▶ **Brief**: The word "Details" may appear in some lines of the data; copy every such line.

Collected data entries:
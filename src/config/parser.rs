use crate::config::types::Config;
use crate::config::validation::validate;
use crate::ConfigError;
use sha2::{Digest, Sha256};
use std::path::Path;

/// Loads and parses a configuration file from the given path
///
/// # Arguments
///
/// * `path` - Path to the TOML configuration file
///
/// # Returns
///
/// * `Ok(Config)` - Successfully loaded and validated configuration
/// * `Err(ConfigError)` - Failed to load, parse, or validate the configuration
pub fn load_config(path: &Path) -> Result<Config, ConfigError> {
    // Read the configuration file
    let content = std::fs::read_to_string(path)?;

    // Parse TOML
    let config: Config = toml::from_str(&content)?;

    // Validate the configuration
    validate(&config)?;

    Ok(config)
}

/// Computes a SHA-256 hash of the configuration file content
///
/// This is used to detect if the configuration has changed between runs,
/// for example a re-crawl against a snapshot built with different settings.
pub fn compute_config_hash(path: &Path) -> Result<String, ConfigError> {
    let content = std::fs::read_to_string(path)?;
    let mut hasher = Sha256::new();
    hasher.update(content.as_bytes());
    let result = hasher.finalize();
    Ok(hex::encode(result))
}

/// Loads a configuration and returns both the config and its hash
pub fn load_config_with_hash(path: &Path) -> Result<(Config, String), ConfigError> {
    let config = load_config(path)?;
    let hash = compute_config_hash(path)?;
    Ok((config, hash))
}
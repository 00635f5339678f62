//! Configuration module for Policy-Scout
//!
//! Handles loading, parsing, and validating the TOML configuration that
//! drives the crawler, the ranker, and the chat layer.

mod parser;
mod types;
mod validation;

pub use parser::{compute_config_hash, load_config, load_config_with_hash};
pub use types::{
    ChatConfig, Config, CrawlerConfig, RankerConfig, ScoringWeights, SnapshotConfig,
    UserAgentConfig,
};
pub use validation::validate;
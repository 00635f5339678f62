//! Policy-Scout main entry point
//!
//! Command-line interface for the two-phase pipeline: an offline crawl that
//! snapshots a website into a corpus, and query-time commands that rank the
//! corpus and (optionally) relay the context to a completion service.

use clap::{Parser, Subcommand};
use policy_scout::chat::ChatSession;
use policy_scout::config::load_config_with_hash;
use policy_scout::crawler::Crawler;
use policy_scout::ranker::Ranker;
use std::io::{BufRead, Write};
use std::path::{Path, PathBuf};
use tracing_subscriber::EnvFilter;

/// Policy-Scout: website-to-chatbot knowledge pipeline
#[derive(Parser, Debug)]
#[command(name = "policy-scout")]
#[command(version = "1.0.0")]
#[command(about = "Crawl a website and answer questions over it", long_about = None)]
struct Cli {
    /// Path to TOML configuration file
    #[arg(value_name = "CONFIG")]
    config: PathBuf,

    /// Increase logging verbosity (-v, -vv, -vvv)
    #[arg(short, long, action = clap::ArgAction::Count, global = true)]
    verbose: u8,

    /// Suppress non-error output
    #[arg(short, long, conflicts_with = "verbose", global = true)]
    quiet: bool,

    #[command(subcommand)]
    command: Command,
}

#[derive(Subcommand, Debug)]
enum Command {
    /// Crawl the configured site and replace the corpus snapshot
    Crawl,

    /// Print the ranked context block for a query (no model call)
    Rank {
        /// Free-text query
        query: String,
    },

    /// Ask a single question and print the model's answer
    Ask {
        /// Free-text question
        question: String,
    },

    /// Interactive question/answer loop
    Chat,
}

#[tokio::main]
async fn main() -> anyhow::Result<()> {
    let cli = Cli::parse();

    setup_logging(cli.verbose, cli.quiet);

    tracing::info!("Loading configuration from: {}", cli.config.display());
    let (config, config_hash) = match load_config_with_hash(&cli.config) {
        Ok((cfg, hash)) => (cfg, hash),
        Err(e) => {
            tracing::error!("Failed to load configuration: {}", e);
            return Err(e.into());
        }
    };
    tracing::info!("Configuration loaded (hash: {})", config_hash);

    match cli.command {
        Command::Crawl => handle_crawl(config).await?,
        Command::Rank { query } => handle_rank(config, &query),
        Command::Ask { question } => handle_ask(config, &question).await?,
        Command::Chat => handle_chat(config).await?,
    }

    Ok(())
}

/// Sets up the logging/tracing subscriber based on verbosity level
fn setup_logging(verbose: u8, quiet: bool) {
    let filter = if quiet {
        // Only show errors
        EnvFilter::new("error")
    } else {
        match verbose {
            0 => EnvFilter::new("policy_scout=info,warn"),
            1 => EnvFilter::new("policy_scout=debug,info"),
            2 => EnvFilter::new("policy_scout=trace,debug"),
            _ => EnvFilter::new("trace"),
        }
    };

    tracing_subscriber::fmt()
        .with_env_filter(filter)
        .with_target(false)
        .with_thread_ids(false)
        .with_file(false)
        .init();
}

/// Handles the crawl subcommand
async fn handle_crawl(
    config: policy_scout::config::Config,
) -> anyhow::Result<()> {
    let snapshot_path = config.snapshot.path.clone();
    let crawler = Crawler::new(config)?;

    match crawler.run().await {
        Ok(()) => {
            println!("✓ Snapshot written to: {}", snapshot_path);
            Ok(())
        }
        Err(e) => {
            tracing::error!("Crawl failed: {}", e);
            Err(e.into())
        }
    }
}

/// Handles the rank subcommand: shows what would be injected as context
fn handle_rank(config: policy_scout::config::Config, query: &str) {
    let ranker = Ranker::from_snapshot(Path::new(&config.snapshot.path), config.ranker);

    let context = ranker.rank(query);
    if context.is_empty() {
        println!("(no relevant content)");
    } else {
        println!("{}", context);
    }
}

/// Handles the ask subcommand: one question, one answer
async fn handle_ask(
    config: policy_scout::config::Config,
    question: &str,
) -> anyhow::Result<()> {
    let ranker = Ranker::from_snapshot(Path::new(&config.snapshot.path), config.ranker.clone());
    let mut session = ChatSession::new(config.chat)?;

    match session.ask(&ranker, question).await {
        Ok(answer) => println!("{}", answer),
        Err(e) => {
            tracing::error!("Completion call failed: {}", e);
            println!("I apologize, but I encountered an error: {}", e);
        }
    }

    Ok(())
}

/// Handles the chat subcommand: interactive loop until quit/exit
async fn handle_chat(
    config: policy_scout::config::Config,
) -> anyhow::Result<()> {
    let ranker = Ranker::from_snapshot(Path::new(&config.snapshot.path), config.ranker.clone());
    let mut session = ChatSession::new(config.chat)?;

    println!(
        "Policy-Scout ready ({} pages loaded). Type 'quit' to exit.",
        ranker.corpus_len()
    );

    let stdin = std::io::stdin();
    loop {
        print!("\nYou: ");
        std::io::stdout().flush()?;

        let mut line = String::new();
        if stdin.lock().read_line(&mut line)? == 0 {
            break;
        }
        let input = line.trim();
        if input.is_empty() {
            continue;
        }
        if matches!(input.to_lowercase().as_str(), "quit" | "exit" | "bye") {
            break;
        }

        match session.ask(&ranker, input).await {
            Ok(answer) => println!("\nBot: {}", answer),
            Err(e) => {
                tracing::error!("Completion call failed: {}", e);
                println!("\nBot: I apologize, but I encountered an error: {}", e);
            }
        }
    }

    Ok(())
}
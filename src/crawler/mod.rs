//! Crawler module for web page fetching and extraction
//!
//! This module contains the content-ingestion pipeline:
//! - HTTP fetching with error classification
//! - Per-field best-effort HTML extraction into page records
//! - Same-origin link discovery
//! - The breadth-first crawl loop with politeness delay

mod coordinator;
mod extract;
mod fetcher;

pub use coordinator::{crawl, Crawler};
pub use extract::{discover_links, extract_record};
pub use fetcher::{build_http_client, fetch_url, FetchResult};
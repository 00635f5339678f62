//! Relevance ranker: weighted keyword lookup over the crawled corpus
//!
//! Given a free-text query, the ranker scores every corpus record with the
//! per-field weights from configuration, keeps the top scorers in a stable
//! order, and renders them into a bounded context block for the prompt.

mod context;
mod scoring;

pub use scoring::{query_terms, score_record, RecordMatch, DESCRIPTION_KEYS, LEADERSHIP_TERMS};

use crate::config::RankerConfig;
use crate::corpus::{load_snapshot_or_empty, Corpus};
use std::path::Path;

/// Query-time relevance ranker over a read-only corpus
pub struct Ranker {
    corpus: Corpus,
    config: RankerConfig,
}

impl Ranker {
    /// Creates a ranker over an in-memory corpus
    pub fn new(corpus: Corpus, config: RankerConfig) -> Self {
        Self { corpus, config }
    }

    /// Creates a ranker from the snapshot file
    ///
    /// A missing or corrupt snapshot yields an empty corpus; every query
    /// then returns an empty context rather than an error.
    pub fn from_snapshot(path: &Path, config: RankerConfig) -> Self {
        Self::new(load_snapshot_or_empty(path), config)
    }

    /// Number of records in the loaded corpus
    pub fn corpus_len(&self) -> usize {
        self.corpus.len()
    }

    /// Ranks the corpus against a query and returns the formatted context
    ///
    /// Returns an empty string when nothing matches; the caller substitutes
    /// its "no information found" placeholder before prompting.
    pub fn rank(&self, query: &str) -> String {
        let terms = query_terms(query);
        if terms.is_empty() {
            return String::new();
        }

        let mut matches: Vec<RecordMatch> = self
            .corpus
            .iter()
            .filter_map(|record| score_record(record, &terms, &self.config.weights))
            .collect();

        // Stable sort: tied scores keep corpus order, so results are
        // deterministic across runs
        matches.sort_by(|a, b| b.score.cmp(&a.score));

        matches
            .iter()
            .take(self.config.top_k)
            .map(|m| context::format_block(m, self.config.content_preview_chars))
            .collect::<Vec<_>>()
            .join("\n\n")
    }
}
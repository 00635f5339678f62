//! Context-block formatting
//!
//! Renders ranked records into the plain-text block injected into the
//! downstream prompt. Each record gets its title, the matched supporting
//! lines under "Additional Information", and either a structured rendering
//! of the page's content nodes or a bounded plain-text preview.

use crate::corpus::ContentNode;
use crate::ranker::scoring::RecordMatch;

/// Formats one matched record as a context block
pub fn format_block(matched: &RecordMatch, preview_chars: usize) -> String {
    let record = matched.record;
    let mut block = format!("Title: {}", record.title);

    if !matched.info_lines.is_empty() {
        block.push_str("\nAdditional Information:\n");
        block.push_str(&matched.info_lines.join("\n"));
    }

    if !record.content_structure.is_empty() {
        block.push_str("\nContent:\n");
        block.push_str(&render_structure(&record.content_structure));
    } else if !record.content.is_empty() {
        block.push_str("\nContent: ");
        block.push_str(&preview(&record.content, preview_chars));
    }

    block
}

/// Renders typed content nodes with heading/paragraph/list markup
fn render_structure(nodes: &[ContentNode]) -> String {
    let mut lines = Vec::new();

    for node in nodes {
        match node {
            ContentNode::Heading { level, text } => {
                let marks = "#".repeat((*level).clamp(1, 6) as usize);
                lines.push(format!("{} {}", marks, text));
            }
            ContentNode::Paragraph { text } => {
                lines.push(text.clone());
            }
            ContentNode::List { items } => {
                for item in items {
                    lines.push(format!("- {}", item));
                }
            }
        }
    }

    lines.join("\n")
}

/// First `max_chars` characters of the content, with a trailing ellipsis
/// when truncation actually happened
fn preview(content: &str, max_chars: usize) -> String {
    if content.chars().count() <= max_chars {
        return content.to_string();
    }

    let truncated: String = content.chars().take(max_chars).collect();
    format!("{}...", truncated)
}

#[cfg(test)]
mod tests {
    use super::*;
    use crate::corpus::PageRecord;

    fn matched<'a>(record: &'a PageRecord, info_lines: Vec<String>) -> RecordMatch<'a> {
        RecordMatch {
            record,
            score: 1,
            info_lines,
        }
    }

    #[test]
    fn test_block_with_info_lines_and_plain_content() {
        let mut record = PageRecord::new("https://example.com/a");
        record.title = "Term life".to_string();
        record.content = "Short content".to_string();

        let block = format_block(
            &matched(&record, vec!["description: Affordable cover".to_string()]),
            1000,
        );

        assert_eq!(
            block,
            "Title: Term life\nAdditional Information:\ndescription: Affordable cover\nContent: Short content"
        );
    }

    #[test]
    fn test_long_content_truncated_with_ellipsis() {
        let mut record = PageRecord::new("https://example.com/a");
        record.title = "Long page".to_string();
        record.content = "x".repeat(1500);

        let block = format_block(&matched(&record, Vec::new()), 1000);

        assert!(block.ends_with("..."));
        // 1000 content chars plus the ellipsis
        let content_part = block.split("Content: ").nth(1).unwrap();
        assert_eq!(content_part.chars().count(), 1003);
    }

    #[test]
    fn test_short_content_has_no_ellipsis() {
        let mut record = PageRecord::new("https://example.com/a");
        record.content = "short".to_string();

        let block = format_block(&matched(&record, Vec::new()), 1000);
        assert!(!block.ends_with("..."));
    }

    #[test]
    fn test_truncation_respects_char_boundaries() {
        let mut record = PageRecord::new("https://example.com/a");
        record.content = "é".repeat(20);

        let block = format_block(&matched(&record, Vec::new()), 10);
        let content_part = block.split("Content: ").nth(1).unwrap();
        assert_eq!(content_part, format!("{}...", "é".repeat(10)));
    }

    #[test]
    fn test_structured_content_preferred_over_plain() {
        let mut record = PageRecord::new("https://example.com/a");
        record.title = "Guide".to_string();
        record.content = "plain fallback".to_string();
        record.content_structure = vec![
            ContentNode::Heading {
                level: 2,
                text: "Coverage".to_string(),
            },
            ContentNode::Paragraph {
                text: "Details here.".to_string(),
            },
            ContentNode::List {
                items: vec!["Term".to_string(), "Whole".to_string()],
            },
        ];

        let block = format_block(&matched(&record, Vec::new()), 1000);

        assert!(block.contains("## Coverage"));
        assert!(block.contains("Details here."));
        assert!(block.contains("- Term\n- Whole"));
        assert!(!block.contains("plain fallback"));
    }
}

▶ **Exercise answer**:
                text: "Details here.".to_string(),
        assert!(block.contains("Details here."));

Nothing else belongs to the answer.